Start of Block

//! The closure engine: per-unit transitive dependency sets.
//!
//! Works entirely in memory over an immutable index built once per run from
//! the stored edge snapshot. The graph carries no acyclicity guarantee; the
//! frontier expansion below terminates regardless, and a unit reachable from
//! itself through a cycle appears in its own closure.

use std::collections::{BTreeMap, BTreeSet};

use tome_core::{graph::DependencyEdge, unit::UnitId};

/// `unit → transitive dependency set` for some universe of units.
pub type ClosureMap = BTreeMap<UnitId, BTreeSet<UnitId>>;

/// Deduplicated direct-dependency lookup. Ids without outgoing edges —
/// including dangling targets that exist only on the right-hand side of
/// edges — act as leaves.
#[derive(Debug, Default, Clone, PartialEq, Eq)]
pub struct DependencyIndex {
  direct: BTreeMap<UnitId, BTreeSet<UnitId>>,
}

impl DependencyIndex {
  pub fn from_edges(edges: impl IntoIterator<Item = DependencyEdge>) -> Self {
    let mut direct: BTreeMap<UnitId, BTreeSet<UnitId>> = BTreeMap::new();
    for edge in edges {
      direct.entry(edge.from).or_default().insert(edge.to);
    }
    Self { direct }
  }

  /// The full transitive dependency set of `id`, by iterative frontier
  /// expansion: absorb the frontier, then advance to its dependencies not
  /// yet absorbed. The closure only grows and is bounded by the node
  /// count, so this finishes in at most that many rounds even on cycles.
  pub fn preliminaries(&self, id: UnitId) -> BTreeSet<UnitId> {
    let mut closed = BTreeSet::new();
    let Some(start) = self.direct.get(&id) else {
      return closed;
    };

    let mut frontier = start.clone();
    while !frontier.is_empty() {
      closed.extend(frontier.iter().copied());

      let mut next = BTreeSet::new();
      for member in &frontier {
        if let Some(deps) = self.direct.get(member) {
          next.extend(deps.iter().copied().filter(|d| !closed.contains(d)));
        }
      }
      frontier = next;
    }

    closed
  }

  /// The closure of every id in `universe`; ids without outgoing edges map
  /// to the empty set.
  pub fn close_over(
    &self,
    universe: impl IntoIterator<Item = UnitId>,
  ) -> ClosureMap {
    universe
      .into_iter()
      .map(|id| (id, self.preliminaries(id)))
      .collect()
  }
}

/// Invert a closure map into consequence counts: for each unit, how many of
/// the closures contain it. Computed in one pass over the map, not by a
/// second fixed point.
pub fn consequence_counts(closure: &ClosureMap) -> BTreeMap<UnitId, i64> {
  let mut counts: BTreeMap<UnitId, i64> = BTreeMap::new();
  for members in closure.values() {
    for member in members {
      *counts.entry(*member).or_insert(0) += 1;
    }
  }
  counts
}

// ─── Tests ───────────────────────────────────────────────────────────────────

End of Block
Start of Block

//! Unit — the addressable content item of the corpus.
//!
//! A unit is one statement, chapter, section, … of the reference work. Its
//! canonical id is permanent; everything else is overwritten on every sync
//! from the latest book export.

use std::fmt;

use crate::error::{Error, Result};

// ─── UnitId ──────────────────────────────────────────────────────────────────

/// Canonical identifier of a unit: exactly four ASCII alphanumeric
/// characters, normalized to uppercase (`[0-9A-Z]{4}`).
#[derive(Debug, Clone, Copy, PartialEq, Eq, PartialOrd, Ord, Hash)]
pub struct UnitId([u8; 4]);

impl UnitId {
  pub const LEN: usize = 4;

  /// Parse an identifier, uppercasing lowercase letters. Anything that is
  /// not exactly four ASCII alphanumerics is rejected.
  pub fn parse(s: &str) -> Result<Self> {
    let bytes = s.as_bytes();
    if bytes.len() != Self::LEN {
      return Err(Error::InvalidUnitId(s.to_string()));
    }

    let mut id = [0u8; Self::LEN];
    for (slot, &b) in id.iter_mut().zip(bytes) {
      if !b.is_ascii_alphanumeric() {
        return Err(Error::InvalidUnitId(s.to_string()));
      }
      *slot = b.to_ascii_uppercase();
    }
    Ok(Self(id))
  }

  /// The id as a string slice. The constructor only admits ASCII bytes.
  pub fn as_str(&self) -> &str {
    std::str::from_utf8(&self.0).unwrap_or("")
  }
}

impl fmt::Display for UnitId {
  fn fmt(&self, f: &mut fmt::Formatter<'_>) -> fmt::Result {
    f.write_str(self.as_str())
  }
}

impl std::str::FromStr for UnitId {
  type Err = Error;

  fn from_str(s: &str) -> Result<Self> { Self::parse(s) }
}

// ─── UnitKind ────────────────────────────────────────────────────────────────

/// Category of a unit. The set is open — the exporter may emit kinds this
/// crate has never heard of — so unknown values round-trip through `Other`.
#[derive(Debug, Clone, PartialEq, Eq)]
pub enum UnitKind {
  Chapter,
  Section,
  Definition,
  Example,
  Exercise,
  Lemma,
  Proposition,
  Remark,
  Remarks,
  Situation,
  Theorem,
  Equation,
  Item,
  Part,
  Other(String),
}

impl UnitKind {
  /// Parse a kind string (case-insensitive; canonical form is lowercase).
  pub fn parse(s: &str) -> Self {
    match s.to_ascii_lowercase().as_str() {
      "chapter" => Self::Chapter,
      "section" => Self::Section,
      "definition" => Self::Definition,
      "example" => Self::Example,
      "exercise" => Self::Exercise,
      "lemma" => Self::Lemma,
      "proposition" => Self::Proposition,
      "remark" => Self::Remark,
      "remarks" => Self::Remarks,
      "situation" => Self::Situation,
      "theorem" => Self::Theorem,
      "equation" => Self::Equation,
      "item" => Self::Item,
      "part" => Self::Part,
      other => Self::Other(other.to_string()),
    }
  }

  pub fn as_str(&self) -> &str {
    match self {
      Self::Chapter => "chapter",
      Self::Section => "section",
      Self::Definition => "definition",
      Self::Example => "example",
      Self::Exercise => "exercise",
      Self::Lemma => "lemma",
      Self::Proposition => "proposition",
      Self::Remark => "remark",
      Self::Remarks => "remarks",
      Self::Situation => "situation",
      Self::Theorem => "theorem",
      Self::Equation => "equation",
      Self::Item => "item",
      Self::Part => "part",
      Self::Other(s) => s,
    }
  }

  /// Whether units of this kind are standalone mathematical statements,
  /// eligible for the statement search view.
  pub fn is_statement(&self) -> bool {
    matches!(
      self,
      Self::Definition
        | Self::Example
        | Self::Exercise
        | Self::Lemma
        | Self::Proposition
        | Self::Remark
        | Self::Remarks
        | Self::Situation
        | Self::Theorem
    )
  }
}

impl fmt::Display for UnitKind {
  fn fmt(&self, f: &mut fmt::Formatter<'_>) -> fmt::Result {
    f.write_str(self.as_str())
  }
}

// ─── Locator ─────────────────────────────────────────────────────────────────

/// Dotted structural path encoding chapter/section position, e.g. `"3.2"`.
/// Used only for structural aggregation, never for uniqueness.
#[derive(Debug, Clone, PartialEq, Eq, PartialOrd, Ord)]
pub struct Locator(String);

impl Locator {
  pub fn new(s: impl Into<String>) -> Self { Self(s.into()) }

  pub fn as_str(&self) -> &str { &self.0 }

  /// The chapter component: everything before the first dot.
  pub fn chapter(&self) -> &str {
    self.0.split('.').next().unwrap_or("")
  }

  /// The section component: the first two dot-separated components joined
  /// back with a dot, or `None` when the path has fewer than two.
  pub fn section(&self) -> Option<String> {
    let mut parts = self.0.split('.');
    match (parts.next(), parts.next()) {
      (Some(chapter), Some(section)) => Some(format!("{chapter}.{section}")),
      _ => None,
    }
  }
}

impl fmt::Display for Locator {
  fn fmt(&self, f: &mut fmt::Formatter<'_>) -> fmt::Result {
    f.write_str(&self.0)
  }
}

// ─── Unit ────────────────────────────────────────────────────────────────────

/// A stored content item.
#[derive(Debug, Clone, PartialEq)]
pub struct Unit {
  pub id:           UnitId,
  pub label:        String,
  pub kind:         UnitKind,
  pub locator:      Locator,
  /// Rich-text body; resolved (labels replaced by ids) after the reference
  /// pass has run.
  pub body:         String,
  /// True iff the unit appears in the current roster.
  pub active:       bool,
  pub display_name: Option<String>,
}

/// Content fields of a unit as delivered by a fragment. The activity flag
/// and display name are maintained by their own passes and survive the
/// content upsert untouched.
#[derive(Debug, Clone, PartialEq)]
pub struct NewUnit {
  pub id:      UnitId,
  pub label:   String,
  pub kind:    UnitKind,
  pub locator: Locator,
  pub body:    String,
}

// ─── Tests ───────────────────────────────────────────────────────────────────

End of Block

> **To do**: Once the line with "universe of units." is found in the records above, print exactly that line and every line after it through the line with "let mut closed = BTreeSet::new();".

> **Response**:
/// `unit → transitive dependency set` for some universe of units.
pub type ClosureMap = BTreeMap<UnitId, BTreeSet<UnitId>>;

/// Deduplicated direct-dependency lookup. Ids without outgoing edges —
/// including dangling targets that exist only on the right-hand side of
/// edges — act as leaves.
#[derive(Debug, Default, Clone, PartialEq, Eq)]
pub struct DependencyIndex {
  direct: BTreeMap<UnitId, BTreeSet<UnitId>>,
}

impl DependencyIndex {
  pub fn from_edges(edges: impl IntoIterator<Item = DependencyEdge>) -> Self {
    let mut direct: BTreeMap<UnitId, BTreeSet<UnitId>> = BTreeMap::new();
    for edge in edges {
      direct.entry(edge.from).or_default().insert(edge.to);
    }
    Self { direct }
  }

  /// The full transitive dependency set of `id`, by iterative frontier
  /// expansion: absorb the frontier, then advance to its dependencies not
  /// yet absorbed. The closure only grows and is bounded by the node
  /// count, so this finishes in at most that many rounds even on cycles.
  pub fn preliminaries(&self, id: UnitId) -> BTreeSet<UnitId> {
    let mut closed = BTreeSet::new();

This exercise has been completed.